La economía de Argentina se expandiría 4,6% el año próximo, en una mejoría luego del freno que se vio en 2012 por una sequía y una desaceleración en Brasil, su principal socio comercial, dijo la titular del Banco Central en una entrevista publicada este domingo.

El crecimiento de Argentina -la tercera economía de América Latina- se enfrió abruptamente este año, lo que puso final a un período de expansión iniciado en 2003, cuando el país comenzó a recuperarse de una grave crisis que lo llevó a una cesación de pagos de deuda pública.

"Esperamos un buen 2013, con un crecimiento de la actividad económica de 4,6% (y) una inversión que finalizará el año en 24% del PIB (Producto Interno Bruto)", dijo la jefa del Banco Central argentino, Mercedes Marcó del Pont, en una entrevista concedida al periódico Página/12.

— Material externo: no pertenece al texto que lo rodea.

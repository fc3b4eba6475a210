//! Serializable snapshots of the invoice graph.
//!
//! Records are plain data: they carry every stored field, including the
//! derived ones, so a store can index or display them without the domain.
//! Turning a record back into an [`Invoice`] goes through `restore`, which
//! re-checks every invariant.

use chrono::{DateTime, NaiveDate, Utc};
use payhint_core::{AggregateRoot, CustomerId};
use serde::{Deserialize, Serialize};

use crate::error::{BillingError, BillingResult};
use crate::ids::{InstallmentId, InvoiceId, PaymentId};
use crate::installment::Installment;
use crate::invoice::Invoice;
use crate::money::Money;
use crate::payment::Payment;
use crate::reference::InvoiceReference;
use crate::status::PaymentStatus;

#[derive(Debug, Clone, PartialEq, Serialize, Deserialize)]
pub struct PaymentRecord {
    pub id: PaymentId,
    pub installment_id: InstallmentId,
    pub amount: Money,
    pub payment_date: NaiveDate,
    pub created_at: DateTime<Utc>,
    pub updated_at: Option<DateTime<Utc>>,
}

#[derive(Debug, Clone, PartialEq, Serialize, Deserialize)]
pub struct InstallmentRecord {
    pub id: InstallmentId,
    pub invoice_id: InvoiceId,
    pub amount_due: Money,
    pub amount_paid: Money,
    pub due_date: NaiveDate,
    pub status: PaymentStatus,
    pub created_at: DateTime<Utc>,
    pub updated_at: DateTime<Utc>,
    pub status_updated_at: DateTime<Utc>,
    #[serde(default)]
    pub payments: Vec<PaymentRecord>,
}

#[derive(Debug, Clone, PartialEq, Serialize, Deserialize)]
pub struct InvoiceRecord {
    pub id: InvoiceId,
    pub version: u64,
    pub customer_id: CustomerId,
    pub invoice_reference: InvoiceReference,
    pub total_amount: Money,
    pub currency: String,
    pub is_archived: bool,
    pub created_at: DateTime<Utc>,
    pub updated_at: DateTime<Utc>,
    #[serde(default)]
    pub installments: Vec<InstallmentRecord>,
}

impl Payment {
    pub fn to_record(&self) -> BillingResult<PaymentRecord> {
        let id = self
            .id()
            .ok_or_else(|| BillingError::invalid_property("cannot persist a payment without id"))?;
        Ok(PaymentRecord {
            id,
            installment_id: self.installment_id(),
            amount: self.amount(),
            payment_date: self.payment_date(),
            created_at: self.created_at(),
            updated_at: self.updated_at(),
        })
    }

    pub fn from_record(record: PaymentRecord) -> Self {
        Payment::restore(
            record.id,
            record.installment_id,
            record.amount,
            record.payment_date,
            record.created_at,
            record.updated_at,
        )
    }
}

impl Installment {
    pub fn to_record(&self) -> BillingResult<InstallmentRecord> {
        let id = self
            .id()
            .ok_or_else(|| BillingError::invalid_property("cannot persist an installment without id"))?;
        let payments = self
            .payments()
            .into_iter()
            .map(Payment::to_record)
            .collect::<BillingResult<Vec<_>>>()?;

        Ok(InstallmentRecord {
            id,
            invoice_id: self.invoice_id(),
            amount_due: self.amount_due(),
            amount_paid: self.amount_paid(),
            due_date: self.due_date(),
            status: self.status(),
            created_at: self.created_at(),
            updated_at: self.updated_at(),
            status_updated_at: self.status_updated_at(),
            payments,
        })
    }

    /// Restore from a record. The stored `amount_paid` must match the payments.
    pub fn from_record(record: InstallmentRecord) -> BillingResult<Self> {
        let stored_paid = record.amount_paid;
        let installment = Installment::restore(
            record.id,
            record.invoice_id,
            record.amount_due,
            record.due_date,
            record.status,
            record.payments.into_iter().map(Payment::from_record).collect(),
            record.created_at,
            record.updated_at,
            record.status_updated_at,
        )?;

        if installment.amount_paid() != stored_paid {
            return Err(BillingError::invalid_money(format!(
                "installment {}: stored amount paid {stored_paid} disagrees with payments total {}",
                record.id,
                installment.amount_paid()
            )));
        }
        Ok(installment)
    }
}

impl Invoice {
    pub fn to_record(&self) -> BillingResult<InvoiceRecord> {
        let id = self
            .id()
            .ok_or_else(|| BillingError::invalid_property("cannot persist an invoice without id"))?;
        let installments = self
            .installments()
            .into_iter()
            .map(Installment::to_record)
            .collect::<BillingResult<Vec<_>>>()?;

        Ok(InvoiceRecord {
            id,
            version: self.version(),
            customer_id: self.customer_id(),
            invoice_reference: self.invoice_reference().clone(),
            total_amount: self.total_amount(),
            currency: self.currency().to_string(),
            is_archived: self.is_archived(),
            created_at: self.created_at(),
            updated_at: self.updated_at(),
            installments,
        })
    }

    pub fn from_record(record: InvoiceRecord) -> BillingResult<Self> {
        let installments = record
            .installments
            .into_iter()
            .map(Installment::from_record)
            .collect::<BillingResult<Vec<_>>>()?;

        Invoice::restore(
            record.id,
            record.customer_id,
            record.invoice_reference,
            record.total_amount,
            record.currency,
            record.is_archived,
            record.created_at,
            record.updated_at,
            installments,
            record.version,
        )
    }
}

#[cfg(test)]
mod tests {
    use super::*;
    use chrono::TimeZone;

    fn at(d: u32) -> DateTime<Utc> {
        Utc.with_ymd_and_hms(2025, 5, d, 8, 30, 0).unwrap()
    }

    fn date(m: u32, d: u32) -> NaiveDate {
        NaiveDate::from_ymd_opt(2025, m, d).unwrap()
    }

    fn stored_invoice() -> Invoice {
        let mut invoice = Invoice::create(
            CustomerId::new(),
            InvoiceReference::new("INV-2025-042").unwrap(),
            "1000.00".parse().unwrap(),
            "EUR",
            at(1),
        )
        .unwrap();
        invoice.assign_id(InvoiceId::new()).unwrap();

        let mut inst = Installment::create(invoice.id().unwrap(), "400.00".parse().unwrap(), date(6, 1), at(2));
        inst.assign_id(InstallmentId::new()).unwrap();
        invoice.add_installment(inst.clone(), at(2)).unwrap();

        let mut payment = Payment::create(inst.id().unwrap(), "150.50".parse().unwrap(), date(5, 20), at(3));
        payment.assign_id(PaymentId::new()).unwrap();
        invoice.add_payment(&inst, payment, at(3)).unwrap();
        invoice
    }

    #[test]
    fn graph_survives_a_json_round_trip() {
        let invoice = stored_invoice();
        let record = invoice.to_record().unwrap();
        let json = serde_json::to_string(&record).unwrap();
        let back: InvoiceRecord = serde_json::from_str(&json).unwrap();
        assert_eq!(back, record);

        let restored = Invoice::from_record(back).unwrap();
        assert_eq!(restored, invoice);
        assert_eq!(restored.total_paid(), "150.50".parse::<Money>().unwrap());
        assert_eq!(restored.updated_at(), invoice.updated_at());
        let inst = restored.installments()[0];
        assert_eq!(inst.status(), PaymentStatus::PartiallyPaid);
        assert_eq!(inst.payment_count(), 1);
    }

    #[test]
    fn money_is_stored_as_exact_decimal_strings() {
        let record = stored_invoice().to_record().unwrap();
        let value = serde_json::to_value(&record).unwrap();
        assert_eq!(value["total_amount"], "1000.00");
        assert_eq!(value["installments"][0]["amount_paid"], "150.50");
        assert_eq!(value["installments"][0]["status"], "PARTIALLY_PAID");
    }

    #[test]
    fn tampered_amount_paid_is_rejected() {
        let mut record = stored_invoice().to_record().unwrap();
        record.installments[0].amount_paid = "10".parse().unwrap();

        assert!(matches!(
            Invoice::from_record(record),
            Err(BillingError::InvalidMoneyValue(_))
        ));
    }

    #[test]
    fn negative_money_in_storage_fails_to_deserialize() {
        let mut value = serde_json::to_value(stored_invoice().to_record().unwrap()).unwrap();
        value["total_amount"] = serde_json::Value::String("-1".to_string());
        assert!(serde_json::from_value::<InvoiceRecord>(value).is_err());
    }

    #[test]
    fn unsaved_invoice_cannot_be_recorded() {
        let invoice = Invoice::create(
            CustomerId::new(),
            InvoiceReference::new("INV").unwrap(),
            "1".parse().unwrap(),
            "EUR",
            at(1),
        )
        .unwrap();
        assert!(matches!(invoice.to_record(), Err(BillingError::InvalidProperty(_))));
    }
}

En un reporte difundido en la noche del viernes, el Banco Central estimó la expansión de 2012 en 2%. Esto confirma las predicciones privadas de que el crecimiento estará por debajo del límite de 3,26% que obligaría al Gobierno a pagar unos US$4.000 millones el año próximo por cupones ligados a la expansión económica.

Los cupones vinculados al PIB, títulos lanzados durante los canjes de deuda que realizó el país en 2005 y 2010, sólo se pagan cuando la expansión anual supera cierto límite. En esos casos, el pago debe realizarse en diciembre del año siguiente.

El presupuesto de Argentina para 2013 asignó US$7.970 millones de reservas del Banco Central para realizar pagos de deuda el año próximo. Pero Marcó del Pont reconoció que, sin la necesidad de abonar por los cupones en 2013, habrá fondos sobrantes.

"Hay un excedente previsto en el Presupuesto. Lo que no se pague del Cupón PIB podrá ser aplicado para inversión pública siempre que tenga impacto monetario neutro", afirmó la funcionaria.

Marcó del Pont rechazó en la entrevista las explicaciones ortodoxas sobre la inflación -un problema creciente en Argentina desde hace años- y defendió el fuerte aumento de la oferta monetaria, argumentando que refleja una mayor demanda de pesos argentinos en una economía en expansión.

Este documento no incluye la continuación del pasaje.